On the way out I didn't look down at all. The hell with it. I wasn't looking at anything. I was looking straight ahead and feeling very sorry for a lot of people including me.
I think it didn't have to happen the way it did. It was all unnecessary. But the Jane Fondas of this world took charge of our foreign policy and took over the sense of the appropriateness of the support for this war. There finally was just total lack of support for what we were trying to do. That's what defeated us.
I've never visited the Vietnam Memorial, never seen it. I'm going to tell you something that sounds strange after this diatribe that I've gone through. I realize that the mood of the American people has changed considerably since 1975. There's a lot of people in this country now including, God bless her, Joan Baez, who admits that she probably took some wrong tacks in those days. There's a lot of people who realize that maybe the whole country misread the proper thing to do. And that's due to people that have been writing and working and talking. I must say that I am not concerned in the slightest about what the great American people think about our efforts in Vietnam. I couldn't possibly care less. They misread the situation when it counted so far as I was concerned, and what the hell do I care what they think now when it's immaterial. I realize that is not a nice way to feel about it or a popular way, and I'm glad that there are people who feel otherwise, but I can't bring myself to get all unstrung about statues and people who now decide maybe we weren't really the bastards and sons of bitches they said we were.
So that's the way that is.

Obituary:

George Jacobson, 76, A Colonel in Vietnam

Published: May 26, 1989

Col. George D. Jacobson, a retired United States Army officer who headed the pacification program in Vietnam in the early 1970's, died of a lung disease on May 18 at the Walter Reed Army Medical Center in Washington. He was 76 years old and lived in Vienna, Va.

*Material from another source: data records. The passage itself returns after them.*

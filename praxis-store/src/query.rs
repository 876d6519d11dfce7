//! Store-level query predicates
//!
//! A [`Filter`] is a conjunction of per-field conditions evaluated against
//! JSON documents; an empty filter matches everything. Backends either
//! evaluate these directly (the in-memory engine) or translate them into
//! their native query language.

use chrono::DateTime;
use serde_json::Value;
use std::cmp::Ordering;

/// A single comparison against one top-level document field.
#[derive(Debug, Clone, PartialEq)]
pub enum Comparison {
    /// Exact value equality.
    Eq(Value),
    /// Case-insensitive substring match against a string field.
    ContainsCi(String),
    /// Inclusive lower bound.
    Gte(Value),
    /// Inclusive upper bound.
    Lte(Value),
}

/// One field condition of a filter.
#[derive(Debug, Clone, PartialEq)]
pub struct Condition {
    pub field: String,
    pub comparison: Comparison,
}

/// Conjunction of conditions; empty means match-all.
#[derive(Debug, Clone, PartialEq, Default)]
pub struct Filter {
    conditions: Vec<Condition>,
}

impl Filter {
    pub fn new() -> Self {
        Self::default()
    }

    pub fn eq(mut self, field: impl Into<String>, value: impl Into<Value>) -> Self {
        self.conditions.push(Condition {
            field: field.into(),
            comparison: Comparison::Eq(value.into()),
        });
        self
    }

    pub fn contains_ci(mut self, field: impl Into<String>, needle: impl Into<String>) -> Self {
        self.conditions.push(Condition {
            field: field.into(),
            comparison: Comparison::ContainsCi(needle.into()),
        });
        self
    }

    pub fn gte(mut self, field: impl Into<String>, value: impl Into<Value>) -> Self {
        self.conditions.push(Condition {
            field: field.into(),
            comparison: Comparison::Gte(value.into()),
        });
        self
    }

    pub fn lte(mut self, field: impl Into<String>, value: impl Into<Value>) -> Self {
        self.conditions.push(Condition {
            field: field.into(),
            comparison: Comparison::Lte(value.into()),
        });
        self
    }

    pub fn is_empty(&self) -> bool {
        self.conditions.is_empty()
    }

    pub fn conditions(&self) -> &[Condition] {
        &self.conditions
    }

    /// The equality value for `field`, when this filter pins it exactly.
    /// Used by upserting backends to carry key fields into inserts.
    pub fn eq_value(&self, field: &str) -> Option<&Value> {
        self.conditions.iter().find_map(|c| match &c.comparison {
            Comparison::Eq(v) if c.field == field => Some(v),
            _ => None,
        })
    }

    /// Evaluate this filter against a JSON document.
    pub fn matches(&self, document: &Value) -> bool {
        self.conditions.iter().all(|condition| {
            let field = document.get(&condition.field);
            match &condition.comparison {
                Comparison::Eq(expected) => field == Some(expected),
                Comparison::ContainsCi(needle) => field
                    .and_then(Value::as_str)
                    .map(|s| s.to_lowercase().contains(&needle.to_lowercase()))
                    .unwrap_or(false),
                Comparison::Gte(bound) => field
                    .and_then(|v| partial_compare(v, bound))
                    .map(|ord| ord != Ordering::Less)
                    .unwrap_or(false),
                Comparison::Lte(bound) => field
                    .and_then(|v| partial_compare(v, bound))
                    .map(|ord| ord != Ordering::Greater)
                    .unwrap_or(false),
            }
        })
    }
}

/// Sort direction.
#[derive(Debug, Clone, Copy, PartialEq, Eq)]
pub enum Order {
    Asc,
    Desc,
}

/// Single-field sort specification. Documents that compare equal keep
/// their insertion order (backends must sort stably).
#[derive(Debug, Clone, PartialEq)]
pub struct Sort {
    pub field: String,
    pub order: Order,
}

impl Sort {
    pub fn asc(field: impl Into<String>) -> Self {
        Self {
            field: field.into(),
            order: Order::Asc,
        }
    }

    pub fn desc(field: impl Into<String>) -> Self {
        Self {
            field: field.into(),
            order: Order::Desc,
        }
    }

    /// Compare two documents under this sort.
    pub fn compare(&self, a: &Value, b: &Value) -> Ordering {
        let ordering = match (a.get(&self.field), b.get(&self.field)) {
            (Some(a), Some(b)) => partial_compare(a, b).unwrap_or(Ordering::Equal),
            (Some(_), None) => Ordering::Greater,
            (None, Some(_)) => Ordering::Less,
            (None, None) => Ordering::Equal,
        };
        match self.order {
            Order::Asc => ordering,
            Order::Desc => ordering.reverse(),
        }
    }
}

/// Compare two JSON values of like kind. Strings that both parse as
/// RFC 3339 timestamps compare as instants, so mixed subsecond precision
/// still orders correctly. Unlike kinds are incomparable.
pub fn partial_compare(a: &Value, b: &Value) -> Option<Ordering> {
    match (a, b) {
        (Value::Number(a), Value::Number(b)) => a.as_f64()?.partial_cmp(&b.as_f64()?),
        (Value::String(a), Value::String(b)) => {
            match (
                DateTime::parse_from_rfc3339(a),
                DateTime::parse_from_rfc3339(b),
            ) {
                (Ok(a), Ok(b)) => Some(a.cmp(&b)),
                _ => Some(a.cmp(b)),
            }
        }
        (Value::Bool(a), Value::Bool(b)) => Some(a.cmp(b)),
        _ => None,
    }
}

#[cfg(test)]
mod tests {
    use super::*;
    use serde_json::json;

    #[test]
    fn test_empty_filter_matches_all() {
        let filter = Filter::new();
        assert!(filter.is_empty());
        assert!(filter.matches(&json!({"anything": 1})));
    }

    #[test]
    fn test_eq_condition() {
        let filter = Filter::new().eq("status", "in_progress");
        assert!(filter.matches(&json!({"status": "in_progress"})));
        assert!(!filter.matches(&json!({"status": "completed"})));
        assert!(!filter.matches(&json!({})));
    }

    #[test]
    fn test_contains_ci_condition() {
        let filter = Filter::new().contains_ci("name", "TUT");
        assert!(filter.matches(&json!({"name": "Rust Tutor"})));
        assert!(filter.matches(&json!({"name": "tutorial"})));
        assert!(!filter.matches(&json!({"name": "mentor"})));
        assert!(!filter.matches(&json!({"name": 7})));
    }

    #[test]
    fn test_range_bounds_are_inclusive() {
        let filter = Filter::new().gte("n", 2).lte("n", 4);
        assert!(!filter.matches(&json!({"n": 1})));
        assert!(filter.matches(&json!({"n": 2})));
        assert!(filter.matches(&json!({"n": 3})));
        assert!(filter.matches(&json!({"n": 4})));
        assert!(!filter.matches(&json!({"n": 5})));
    }

    #[test]
    fn test_timestamp_strings_compare_as_instants() {
        // Differing subsecond precision sorts correctly.
        let a = json!("2026-01-01T00:00:00Z");
        let b = json!("2026-01-01T00:00:00.500Z");
        assert_eq!(partial_compare(&a, &b), Some(Ordering::Less));

        let filter = Filter::new()
            .gte("start_time", "2026-01-01T00:00:00Z")
            .lte("start_time", "2026-01-02T00:00:00Z");
        assert!(filter.matches(&json!({"start_time": "2026-01-01T12:00:00.123456Z"})));
        assert!(!filter.matches(&json!({"start_time": "2026-01-03T00:00:00Z"})));
    }

    #[test]
    fn test_sort_desc() {
        let sort = Sort::desc("generated_at");
        let older = json!({"generated_at": "2026-01-01T00:00:00Z"});
        let newer = json!({"generated_at": "2026-02-01T00:00:00Z"});
        assert_eq!(sort.compare(&newer, &older), Ordering::Less);
    }

    use proptest::prelude::*;

    proptest! {
        #[test]
        fn prop_empty_filter_matches_any_document(n in any::<i64>(), s in ".*") {
            let doc = json!({"n": n, "s": s});
            prop_assert!(Filter::new().matches(&doc));
        }

        #[test]
        fn prop_point_range_matches_exactly_its_value(x in any::<i32>(), y in any::<i32>()) {
            let filter = Filter::new().gte("n", x).lte("n", x);
            let doc_x = json!({"n": x});
            prop_assert!(filter.matches(&doc_x));
            prop_assert_eq!(filter.matches(&json!({"n": y})), x == y);
        }

        #[test]
        fn prop_range_bounds_inclusive(a in -1000i64..1000, b in -1000i64..1000, x in -1000i64..1000) {
            let (lo, hi) = if a <= b { (a, b) } else { (b, a) };
            let filter = Filter::new().gte("n", lo).lte("n", hi);
            prop_assert_eq!(filter.matches(&json!({"n": x})), lo <= x && x <= hi);
        }

        #[test]
        fn prop_contains_ci_ignores_case(needle in "[a-zA-Z]{1,8}", prefix in "[a-z]{0,4}") {
            let haystack = format!("{}{}", prefix, needle.to_uppercase());
            let filter = Filter::new().contains_ci("name", needle.to_lowercase());
            let doc = json!({"name": haystack});
            prop_assert!(filter.matches(&doc));
        }
    }

    #[test]
    fn test_eq_value_extraction() {
        let filter = Filter::new().eq("_id", "0123456789abcdef01234567").gte("n", 1);
        assert_eq!(
            filter.eq_value("_id"),
            Some(&json!("0123456789abcdef01234567"))
        );
        assert_eq!(filter.eq_value("n"), None);
    }
}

Colonel Jacobson served in Vietnam for 18 years. His first tour was with the Military Assistance Advisory Group from 1954 to 1957. He returned in 1961 as deputy chief of staff of the group.

He later became associate director of field operations in Saigon for the Agency for International Development and assistant chief of staff for the pacification program, which was intended to win support of the Vietnamese people through education, public works projects and improvements in public health and agriculture.

Colonel Jacobson, who retired in 1976, was among the last Americans to leave Saigon in 1975 after the North Vietnamese defeated South Vietnamese military forces.